- _Assignment_: Repeat the lines of the data exactly, from the first one through the one that contains "pub fn reads(&self)".

===== Source material

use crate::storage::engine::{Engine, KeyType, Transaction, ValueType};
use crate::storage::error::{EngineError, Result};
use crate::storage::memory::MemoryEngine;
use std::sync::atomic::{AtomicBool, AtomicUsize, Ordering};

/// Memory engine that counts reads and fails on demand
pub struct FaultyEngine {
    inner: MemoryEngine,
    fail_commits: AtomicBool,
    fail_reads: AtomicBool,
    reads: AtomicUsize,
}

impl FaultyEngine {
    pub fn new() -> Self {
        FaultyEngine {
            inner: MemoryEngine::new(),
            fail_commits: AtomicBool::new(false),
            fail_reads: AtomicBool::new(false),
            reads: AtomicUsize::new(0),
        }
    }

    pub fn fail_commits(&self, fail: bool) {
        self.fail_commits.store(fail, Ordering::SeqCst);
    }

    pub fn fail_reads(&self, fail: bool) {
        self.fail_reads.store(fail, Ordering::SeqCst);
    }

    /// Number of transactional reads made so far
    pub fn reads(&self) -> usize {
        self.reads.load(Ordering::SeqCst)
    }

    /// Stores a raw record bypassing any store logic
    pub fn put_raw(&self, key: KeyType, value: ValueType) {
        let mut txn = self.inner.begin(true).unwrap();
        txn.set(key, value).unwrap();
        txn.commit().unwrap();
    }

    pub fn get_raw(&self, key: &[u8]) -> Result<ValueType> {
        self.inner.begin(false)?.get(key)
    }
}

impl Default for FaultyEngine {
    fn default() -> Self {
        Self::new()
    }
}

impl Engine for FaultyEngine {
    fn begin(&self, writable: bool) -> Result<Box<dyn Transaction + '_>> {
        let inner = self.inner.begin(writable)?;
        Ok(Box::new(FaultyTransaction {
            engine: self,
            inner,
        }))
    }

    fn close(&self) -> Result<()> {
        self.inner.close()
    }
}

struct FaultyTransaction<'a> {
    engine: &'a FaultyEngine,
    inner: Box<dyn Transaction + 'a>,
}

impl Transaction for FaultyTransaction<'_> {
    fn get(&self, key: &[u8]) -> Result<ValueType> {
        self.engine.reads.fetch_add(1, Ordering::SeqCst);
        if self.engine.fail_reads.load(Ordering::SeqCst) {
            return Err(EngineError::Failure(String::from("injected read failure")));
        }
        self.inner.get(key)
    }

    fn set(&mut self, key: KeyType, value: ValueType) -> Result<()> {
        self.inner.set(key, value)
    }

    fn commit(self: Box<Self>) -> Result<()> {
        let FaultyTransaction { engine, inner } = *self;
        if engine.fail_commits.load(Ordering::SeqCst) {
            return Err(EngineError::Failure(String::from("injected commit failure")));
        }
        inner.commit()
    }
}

==========

- _Completed exercise_:
use crate::storage::engine::{Engine, KeyType, Transaction, ValueType};
use crate::storage::error::{EngineError, Result};
use crate::storage::memory::MemoryEngine;
use std::sync::atomic::{AtomicBool, AtomicUsize, Ordering};

/// Memory engine that counts reads and fails on demand
pub struct FaultyEngine {
    inner: MemoryEngine,
    fail_commits: AtomicBool,
    fail_reads: AtomicBool,
    reads: AtomicUsize,
}

impl FaultyEngine {
    pub fn new() -> Self {
        FaultyEngine {
            inner: MemoryEngine::new(),
            fail_commits: AtomicBool::new(false),
            fail_reads: AtomicBool::new(false),
            reads: AtomicUsize::new(0),
        }
    }

    pub fn fail_commits(&self, fail: bool) {
        self.fail_commits.store(fail, Ordering::SeqCst);
    }

    pub fn fail_reads(&self, fail: bool) {
        self.fail_reads.store(fail, Ordering::SeqCst);
    }

    /// Number of transactional reads made so far
    pub fn reads(&self) -> usize {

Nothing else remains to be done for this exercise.